Your instructions:
Whenever the word "DatabaseConfig" shows up in a line of the data, copy that line.

** Records for this exercise follows **

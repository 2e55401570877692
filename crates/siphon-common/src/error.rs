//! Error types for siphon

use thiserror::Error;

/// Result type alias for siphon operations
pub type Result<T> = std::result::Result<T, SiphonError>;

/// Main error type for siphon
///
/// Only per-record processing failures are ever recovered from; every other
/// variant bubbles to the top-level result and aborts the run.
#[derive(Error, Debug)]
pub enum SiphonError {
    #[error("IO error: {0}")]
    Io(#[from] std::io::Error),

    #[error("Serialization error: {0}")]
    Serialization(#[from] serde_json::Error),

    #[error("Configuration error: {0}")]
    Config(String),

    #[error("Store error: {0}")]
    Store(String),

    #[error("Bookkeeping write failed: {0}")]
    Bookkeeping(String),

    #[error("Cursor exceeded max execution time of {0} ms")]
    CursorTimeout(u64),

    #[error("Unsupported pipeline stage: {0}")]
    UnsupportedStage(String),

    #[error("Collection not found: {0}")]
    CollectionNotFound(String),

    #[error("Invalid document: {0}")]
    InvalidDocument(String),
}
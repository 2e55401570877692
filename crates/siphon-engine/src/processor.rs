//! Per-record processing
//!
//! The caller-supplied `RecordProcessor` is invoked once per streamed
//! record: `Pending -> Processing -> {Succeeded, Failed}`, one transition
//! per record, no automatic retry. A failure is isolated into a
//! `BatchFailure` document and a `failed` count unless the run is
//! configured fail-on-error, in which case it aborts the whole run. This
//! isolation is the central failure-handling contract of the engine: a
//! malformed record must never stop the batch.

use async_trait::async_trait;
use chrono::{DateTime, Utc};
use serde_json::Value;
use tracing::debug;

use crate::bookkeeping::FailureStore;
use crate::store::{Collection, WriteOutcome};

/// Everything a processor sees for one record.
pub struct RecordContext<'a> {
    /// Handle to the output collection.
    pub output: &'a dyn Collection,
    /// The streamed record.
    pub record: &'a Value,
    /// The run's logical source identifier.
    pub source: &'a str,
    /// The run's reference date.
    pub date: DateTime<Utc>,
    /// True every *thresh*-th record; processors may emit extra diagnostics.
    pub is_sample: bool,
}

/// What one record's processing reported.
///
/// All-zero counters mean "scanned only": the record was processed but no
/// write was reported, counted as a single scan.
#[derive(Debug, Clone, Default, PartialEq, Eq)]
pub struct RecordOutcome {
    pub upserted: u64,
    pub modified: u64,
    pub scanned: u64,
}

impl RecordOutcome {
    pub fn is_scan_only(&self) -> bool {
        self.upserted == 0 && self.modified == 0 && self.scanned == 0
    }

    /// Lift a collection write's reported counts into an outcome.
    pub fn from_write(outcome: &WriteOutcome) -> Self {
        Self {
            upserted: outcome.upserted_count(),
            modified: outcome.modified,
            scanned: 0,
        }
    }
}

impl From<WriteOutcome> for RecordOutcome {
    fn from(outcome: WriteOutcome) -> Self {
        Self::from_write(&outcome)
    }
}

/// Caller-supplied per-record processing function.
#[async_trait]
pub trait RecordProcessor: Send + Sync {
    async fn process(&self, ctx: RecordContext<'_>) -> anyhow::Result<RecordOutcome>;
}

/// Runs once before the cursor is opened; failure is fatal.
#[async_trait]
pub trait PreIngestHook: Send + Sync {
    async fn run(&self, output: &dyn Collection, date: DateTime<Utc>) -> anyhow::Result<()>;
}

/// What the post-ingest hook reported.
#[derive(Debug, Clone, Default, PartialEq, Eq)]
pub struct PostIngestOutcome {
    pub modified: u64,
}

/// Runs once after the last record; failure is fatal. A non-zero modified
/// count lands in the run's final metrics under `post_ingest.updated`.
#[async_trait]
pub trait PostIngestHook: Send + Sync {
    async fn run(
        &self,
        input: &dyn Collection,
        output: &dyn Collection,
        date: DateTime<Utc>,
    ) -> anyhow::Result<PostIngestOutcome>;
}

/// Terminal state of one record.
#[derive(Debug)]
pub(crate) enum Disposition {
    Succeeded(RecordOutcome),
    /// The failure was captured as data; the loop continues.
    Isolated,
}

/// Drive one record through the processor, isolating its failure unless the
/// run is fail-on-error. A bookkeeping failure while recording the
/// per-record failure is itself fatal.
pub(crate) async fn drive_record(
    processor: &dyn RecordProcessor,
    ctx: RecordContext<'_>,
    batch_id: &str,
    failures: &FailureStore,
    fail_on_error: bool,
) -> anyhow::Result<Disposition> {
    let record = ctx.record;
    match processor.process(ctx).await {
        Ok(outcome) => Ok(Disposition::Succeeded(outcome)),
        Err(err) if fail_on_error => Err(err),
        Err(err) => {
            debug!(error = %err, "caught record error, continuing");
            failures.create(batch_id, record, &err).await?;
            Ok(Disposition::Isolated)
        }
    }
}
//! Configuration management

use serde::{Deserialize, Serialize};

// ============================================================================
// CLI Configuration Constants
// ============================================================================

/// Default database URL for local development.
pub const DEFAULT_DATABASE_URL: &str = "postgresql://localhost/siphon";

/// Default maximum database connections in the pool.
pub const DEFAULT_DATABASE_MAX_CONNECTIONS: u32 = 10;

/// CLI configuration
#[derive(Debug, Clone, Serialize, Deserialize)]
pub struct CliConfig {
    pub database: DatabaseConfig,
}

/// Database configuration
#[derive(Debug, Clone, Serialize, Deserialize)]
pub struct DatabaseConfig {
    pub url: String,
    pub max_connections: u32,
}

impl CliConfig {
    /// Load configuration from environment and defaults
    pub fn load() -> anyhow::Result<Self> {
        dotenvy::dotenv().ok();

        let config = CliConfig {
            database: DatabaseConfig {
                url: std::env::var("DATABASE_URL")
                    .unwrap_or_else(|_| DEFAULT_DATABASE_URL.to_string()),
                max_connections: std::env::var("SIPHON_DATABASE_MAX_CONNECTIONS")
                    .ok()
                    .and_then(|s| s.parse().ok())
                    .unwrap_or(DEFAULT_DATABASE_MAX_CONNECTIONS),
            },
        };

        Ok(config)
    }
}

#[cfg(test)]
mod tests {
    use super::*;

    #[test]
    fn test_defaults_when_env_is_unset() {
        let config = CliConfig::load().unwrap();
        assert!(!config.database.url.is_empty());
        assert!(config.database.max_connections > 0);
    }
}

** End of Records for this exercise **

Exercise response:
    pub database: DatabaseConfig,
pub struct DatabaseConfig {
            database: DatabaseConfig {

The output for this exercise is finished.